The scanner can easily consume white space if it isn't significant with a very simple rule. For instance. If the grammar specifies a label as: Code:
label : symbol ':' {whatever to do with a label} If all symbols are limited then the scanner can identify the error, but still not abort scanning - translators work best by identifying as many errors as possible, and not terminate on the first one. The scanner could identify the label with: Code:
id [A-Za-z]{1,}[0-9]* Code:
label: ID COLON { if ($1.length > 8) { Flex is good to use when speed of implementation is more important, but it does assume you are already familiar with what/how scanners are used and if you are interfacing it with bison (as in generating the appropriate include files...) They are supposed to make it easier for the parser to handle things and separate semantics from tokenizing - and help make error messages more meaningful and parsing recovery possible. The simplest error handling is to abort on the first error - but that makes USING the application/translator/... much harder as you have to keep re-running the application just to find the next error. |
Thanks jpollard. I really appreciate the extra effort you took to make those points. Alvin...
|
I am writing a BASIC interpreter. I was going to write the bnf and run it through flex and bison but I am not sure they would be appropriate for writing an interpreter with. The original idea was to generate the interpreter with flex and bison and compile the C code to run in a MCU. The MCU has 170k words of flash and 56kb of ram in a harvard architecture. But I am considering using flex and bison to write a c program that would run on a PC and generate an intermediate psudo assembler language to be interpreted on the mcu. I am including DCL (declare) statements in the BASIC which I would like to find on an initial pass through the code. Pass zero would also find forward branches and the WEND in a WHILE WEND statements. Can multiple passes be done with flex and bison or is there a better way? The PC program would be written in JAVA so as to run under Windows, MAC and Linux systems. Any ideas you have would be greatly appreciated.
|
The first pass of a compiler translates the source into something more amenable to analysis. This is the intermediate language that can be in one of many forms - a parse tree plus symbol table, or multiple parse trees and symbol tables (this is the one I'm most familiar with, but there are others). Consider the inclusion of subroutines/functions for instance. The ability to include "precompiled" parse trees (or whatever the intermediate language is) allows for global optimization of the code. After the optimization pass, a third pass can be made that generates the optimized assembler.
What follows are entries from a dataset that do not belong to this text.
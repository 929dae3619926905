//! # Heartscreen
//!
//! Cardiac risk screening over externally trained artifacts.
//!
//! This crate provides:
//! - Deterministic encoding of clinical inputs into the 15-slot feature vector
//!   the classifier was trained on
//! - Scaling and prediction through loaded classifier/scaler artifacts
//! - Kernel SHAP attribution against a cached reference sample
//!
//! ## Architecture
//!
//! The crate follows Hexagonal Architecture:
//! - `domain`: Core types (ClinicalInput, FeatureVector, PredictionResult, AttributionResult)
//! - `ports`: Trait definitions for the black-box collaborators
//! - `adapters`: Concrete implementations (JSON artifacts, CSV reference data, Kernel SHAP)
//! - `application`: The screening pipeline and report rendering
//! - `config`: Environment-driven configuration

pub mod adapters;
pub mod application;
pub mod config;
pub mod domain;
pub mod ports;

pub use domain::{
    encode, AttributionResult, ClinicalInput, FeatureVector, PredictionResult, RiskLabel,
};

/// Result type for Heartscreen operations
pub type Result<T> = std::result::Result<T, ScreeningError>;

/// Main error type for Heartscreen
#[derive(Debug, thiserror::Error)]
pub enum ScreeningError {
    #[error("Failed to load artifact {artifact}: {reason}")]
    ArtifactLoad { artifact: String, reason: String },

    #[error("Feature schema mismatch: {0}")]
    SchemaMismatch(String),

    #[error("Model invocation failed: {0}")]
    ModelInvocation(String),

    #[error("Explainer unavailable: {0}")]
    ExplainerUnavailable(String),

    #[error("Invalid clinical input: {0}")]
    Validation(String),

    #[error("IO error: {0}")]
    Io(#[from] std::io::Error),

    #[error("Serialization error: {0}")]
    Serialization(#[from] serde_json::Error),
}

impl ScreeningError {
    pub(crate) fn artifact(artifact: impl Into<String>, reason: impl std::fmt::Display) -> Self {
        Self::ArtifactLoad {
            artifact: artifact.into(),
            reason: reason.to_string(),
        }
    }
}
You might want to look into the LLVM/Clang compilers (http://llvm.org/) - they are designed for this. Another back end (I have only read about, not used) is what is used for Android - the Dalvic bytecode interpreter. This is supposed to provide an efficient interpreter with a minimum of actual code, but allows a higher level language to be converted into a smaller size (good), though it is slower than native code (bad), it is MUCH easier to generate good code for... And allows the code to run on anything that the interpreter runs on (making it easier to develop for). This is also what the goal for the Forth language (http://www.forth.org/) - a very small interpreter, with an easily parsed language to run on very small processors. |
How would I make a multi pass interpreter with flex and bison to pre process labels and forward branches as well as find all the variable declares ?
|
You need to refer to a text book on compiler construction as that topic is fairly large.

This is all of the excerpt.